### THE PROBLEM
Copy, from the entries below, each line in which the string "values" appears.

### DATASET
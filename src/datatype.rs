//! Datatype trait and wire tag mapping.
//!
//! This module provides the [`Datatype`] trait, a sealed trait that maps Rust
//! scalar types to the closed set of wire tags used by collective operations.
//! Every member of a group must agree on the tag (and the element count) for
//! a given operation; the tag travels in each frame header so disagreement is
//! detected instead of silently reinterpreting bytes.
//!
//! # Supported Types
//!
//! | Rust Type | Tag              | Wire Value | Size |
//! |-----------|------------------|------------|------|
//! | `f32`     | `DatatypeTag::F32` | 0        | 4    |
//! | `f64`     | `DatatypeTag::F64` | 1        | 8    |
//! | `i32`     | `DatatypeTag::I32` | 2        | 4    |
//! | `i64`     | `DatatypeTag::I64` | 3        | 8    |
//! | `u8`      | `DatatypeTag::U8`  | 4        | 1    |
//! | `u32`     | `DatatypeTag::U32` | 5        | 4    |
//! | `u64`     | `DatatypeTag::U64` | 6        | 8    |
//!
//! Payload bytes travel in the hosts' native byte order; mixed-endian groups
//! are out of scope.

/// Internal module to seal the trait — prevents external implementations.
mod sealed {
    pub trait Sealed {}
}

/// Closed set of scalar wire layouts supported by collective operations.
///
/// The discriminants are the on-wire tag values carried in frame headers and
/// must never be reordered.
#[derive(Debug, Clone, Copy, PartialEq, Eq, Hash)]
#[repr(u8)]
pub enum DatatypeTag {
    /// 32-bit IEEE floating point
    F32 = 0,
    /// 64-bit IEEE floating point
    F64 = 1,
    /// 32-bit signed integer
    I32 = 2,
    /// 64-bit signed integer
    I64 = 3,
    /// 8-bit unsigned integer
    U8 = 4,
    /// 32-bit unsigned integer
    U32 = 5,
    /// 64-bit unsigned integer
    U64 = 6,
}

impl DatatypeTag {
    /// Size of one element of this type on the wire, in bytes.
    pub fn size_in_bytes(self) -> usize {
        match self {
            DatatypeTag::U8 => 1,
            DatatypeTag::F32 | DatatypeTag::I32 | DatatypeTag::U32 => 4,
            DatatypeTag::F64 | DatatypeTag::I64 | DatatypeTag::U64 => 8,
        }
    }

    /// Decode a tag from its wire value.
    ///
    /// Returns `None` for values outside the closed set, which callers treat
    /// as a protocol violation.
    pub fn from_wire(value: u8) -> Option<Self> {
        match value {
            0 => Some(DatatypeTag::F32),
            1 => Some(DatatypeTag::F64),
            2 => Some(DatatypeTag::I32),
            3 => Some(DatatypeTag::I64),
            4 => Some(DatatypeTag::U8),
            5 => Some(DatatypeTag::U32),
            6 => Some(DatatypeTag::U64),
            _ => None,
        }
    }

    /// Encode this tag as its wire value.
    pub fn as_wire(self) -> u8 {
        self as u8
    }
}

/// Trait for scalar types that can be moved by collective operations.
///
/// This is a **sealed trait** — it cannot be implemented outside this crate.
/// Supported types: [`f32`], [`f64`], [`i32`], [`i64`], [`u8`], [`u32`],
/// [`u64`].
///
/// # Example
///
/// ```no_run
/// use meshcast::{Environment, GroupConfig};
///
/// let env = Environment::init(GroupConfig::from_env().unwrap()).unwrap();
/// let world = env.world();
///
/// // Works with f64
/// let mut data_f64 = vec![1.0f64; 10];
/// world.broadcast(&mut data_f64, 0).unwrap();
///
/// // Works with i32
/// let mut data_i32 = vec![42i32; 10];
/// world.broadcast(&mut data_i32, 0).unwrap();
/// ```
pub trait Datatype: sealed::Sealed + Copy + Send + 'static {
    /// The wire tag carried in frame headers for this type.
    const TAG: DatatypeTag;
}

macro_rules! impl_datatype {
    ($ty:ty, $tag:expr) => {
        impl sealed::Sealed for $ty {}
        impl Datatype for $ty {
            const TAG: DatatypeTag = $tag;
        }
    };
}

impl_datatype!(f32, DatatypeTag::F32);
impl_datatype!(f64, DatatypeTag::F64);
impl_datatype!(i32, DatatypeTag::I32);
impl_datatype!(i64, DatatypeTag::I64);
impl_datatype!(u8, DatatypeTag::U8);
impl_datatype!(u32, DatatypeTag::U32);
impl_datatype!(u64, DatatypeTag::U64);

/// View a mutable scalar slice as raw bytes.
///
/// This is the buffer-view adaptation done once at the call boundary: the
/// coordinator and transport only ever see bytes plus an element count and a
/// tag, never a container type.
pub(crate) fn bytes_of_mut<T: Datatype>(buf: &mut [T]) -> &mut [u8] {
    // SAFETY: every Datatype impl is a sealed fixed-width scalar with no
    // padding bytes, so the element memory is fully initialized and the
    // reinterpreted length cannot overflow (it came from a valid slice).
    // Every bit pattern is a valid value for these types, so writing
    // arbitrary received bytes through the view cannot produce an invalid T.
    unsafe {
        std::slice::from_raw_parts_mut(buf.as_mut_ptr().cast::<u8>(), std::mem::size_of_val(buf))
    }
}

---

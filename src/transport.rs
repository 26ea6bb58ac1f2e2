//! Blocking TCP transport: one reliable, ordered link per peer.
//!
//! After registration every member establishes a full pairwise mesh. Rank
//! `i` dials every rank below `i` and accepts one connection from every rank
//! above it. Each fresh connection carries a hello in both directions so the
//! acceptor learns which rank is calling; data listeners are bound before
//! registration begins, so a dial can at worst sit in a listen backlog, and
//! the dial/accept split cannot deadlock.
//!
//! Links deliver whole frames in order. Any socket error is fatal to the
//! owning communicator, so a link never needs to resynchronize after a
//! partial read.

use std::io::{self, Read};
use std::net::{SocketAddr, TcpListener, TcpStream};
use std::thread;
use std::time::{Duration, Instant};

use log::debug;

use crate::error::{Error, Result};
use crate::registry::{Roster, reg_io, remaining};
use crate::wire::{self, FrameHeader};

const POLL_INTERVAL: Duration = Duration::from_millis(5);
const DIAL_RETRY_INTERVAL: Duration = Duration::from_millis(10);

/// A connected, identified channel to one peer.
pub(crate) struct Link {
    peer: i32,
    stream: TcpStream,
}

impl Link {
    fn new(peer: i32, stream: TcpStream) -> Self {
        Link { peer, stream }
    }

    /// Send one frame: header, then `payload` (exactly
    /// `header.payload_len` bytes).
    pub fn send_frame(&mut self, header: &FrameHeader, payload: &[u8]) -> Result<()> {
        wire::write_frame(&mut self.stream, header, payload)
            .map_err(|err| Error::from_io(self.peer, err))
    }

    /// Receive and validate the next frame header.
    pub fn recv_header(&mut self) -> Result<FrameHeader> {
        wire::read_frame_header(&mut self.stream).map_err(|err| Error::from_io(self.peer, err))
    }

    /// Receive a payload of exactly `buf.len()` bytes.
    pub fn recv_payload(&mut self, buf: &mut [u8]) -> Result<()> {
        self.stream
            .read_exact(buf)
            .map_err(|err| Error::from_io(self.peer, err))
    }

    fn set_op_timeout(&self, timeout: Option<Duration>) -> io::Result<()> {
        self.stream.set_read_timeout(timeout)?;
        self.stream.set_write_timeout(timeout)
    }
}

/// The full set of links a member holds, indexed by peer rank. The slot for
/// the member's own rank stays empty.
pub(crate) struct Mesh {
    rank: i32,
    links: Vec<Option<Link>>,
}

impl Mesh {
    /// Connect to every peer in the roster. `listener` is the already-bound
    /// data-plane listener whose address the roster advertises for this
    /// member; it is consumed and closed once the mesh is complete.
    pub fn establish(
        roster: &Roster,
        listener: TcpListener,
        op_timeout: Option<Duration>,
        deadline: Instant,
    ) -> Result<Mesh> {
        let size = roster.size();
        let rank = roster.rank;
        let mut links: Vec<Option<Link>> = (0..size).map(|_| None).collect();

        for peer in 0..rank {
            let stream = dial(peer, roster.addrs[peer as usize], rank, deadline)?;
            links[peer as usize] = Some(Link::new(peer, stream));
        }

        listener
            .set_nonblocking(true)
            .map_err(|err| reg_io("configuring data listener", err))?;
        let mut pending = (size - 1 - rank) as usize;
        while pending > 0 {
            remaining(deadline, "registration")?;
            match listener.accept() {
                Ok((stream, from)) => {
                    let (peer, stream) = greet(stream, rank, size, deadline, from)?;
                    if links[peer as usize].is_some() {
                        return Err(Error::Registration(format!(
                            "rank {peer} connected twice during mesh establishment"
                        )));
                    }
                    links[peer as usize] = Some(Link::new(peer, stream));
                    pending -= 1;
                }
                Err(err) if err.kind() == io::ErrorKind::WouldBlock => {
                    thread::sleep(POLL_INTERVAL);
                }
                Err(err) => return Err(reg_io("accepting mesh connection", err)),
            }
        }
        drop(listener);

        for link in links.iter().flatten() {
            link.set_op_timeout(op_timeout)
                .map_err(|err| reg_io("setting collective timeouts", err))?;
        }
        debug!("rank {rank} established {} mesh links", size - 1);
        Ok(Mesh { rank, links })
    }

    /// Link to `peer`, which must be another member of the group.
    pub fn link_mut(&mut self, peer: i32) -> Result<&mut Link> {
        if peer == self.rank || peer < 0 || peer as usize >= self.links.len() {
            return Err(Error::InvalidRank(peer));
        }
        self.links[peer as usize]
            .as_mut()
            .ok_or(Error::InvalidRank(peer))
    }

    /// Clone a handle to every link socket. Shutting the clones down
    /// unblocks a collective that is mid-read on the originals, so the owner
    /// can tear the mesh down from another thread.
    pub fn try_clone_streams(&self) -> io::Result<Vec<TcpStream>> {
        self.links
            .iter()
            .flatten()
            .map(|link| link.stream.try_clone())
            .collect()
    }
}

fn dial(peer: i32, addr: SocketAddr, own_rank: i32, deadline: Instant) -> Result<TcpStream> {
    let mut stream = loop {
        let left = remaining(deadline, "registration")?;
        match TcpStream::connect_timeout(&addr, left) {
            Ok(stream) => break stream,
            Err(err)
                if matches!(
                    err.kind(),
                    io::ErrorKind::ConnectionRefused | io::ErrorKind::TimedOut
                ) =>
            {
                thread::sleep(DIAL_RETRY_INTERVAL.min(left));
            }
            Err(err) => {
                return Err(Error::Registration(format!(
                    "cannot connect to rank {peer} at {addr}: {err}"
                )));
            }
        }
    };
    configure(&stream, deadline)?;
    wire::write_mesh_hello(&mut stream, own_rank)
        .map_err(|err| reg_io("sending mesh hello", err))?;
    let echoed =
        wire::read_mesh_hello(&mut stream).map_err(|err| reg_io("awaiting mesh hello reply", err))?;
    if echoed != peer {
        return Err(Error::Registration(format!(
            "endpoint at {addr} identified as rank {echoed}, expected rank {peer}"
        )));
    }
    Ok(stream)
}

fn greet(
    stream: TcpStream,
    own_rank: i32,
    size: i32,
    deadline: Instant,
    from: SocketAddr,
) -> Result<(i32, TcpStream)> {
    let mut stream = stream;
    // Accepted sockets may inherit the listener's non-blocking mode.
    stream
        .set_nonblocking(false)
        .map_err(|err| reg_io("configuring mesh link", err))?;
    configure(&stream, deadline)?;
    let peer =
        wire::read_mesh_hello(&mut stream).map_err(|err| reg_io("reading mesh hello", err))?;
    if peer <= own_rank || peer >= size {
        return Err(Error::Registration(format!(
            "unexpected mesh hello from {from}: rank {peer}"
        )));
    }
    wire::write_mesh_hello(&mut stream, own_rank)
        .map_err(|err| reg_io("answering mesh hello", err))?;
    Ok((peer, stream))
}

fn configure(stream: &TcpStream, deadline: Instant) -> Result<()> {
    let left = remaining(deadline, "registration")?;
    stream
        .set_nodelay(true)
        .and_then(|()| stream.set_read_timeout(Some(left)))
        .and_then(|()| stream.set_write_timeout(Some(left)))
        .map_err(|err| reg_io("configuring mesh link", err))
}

### RESULT
/// The discriminants are the on-wire tag values carried in frame headers and
    /// Returns `None` for values outside the closed set, which callers treat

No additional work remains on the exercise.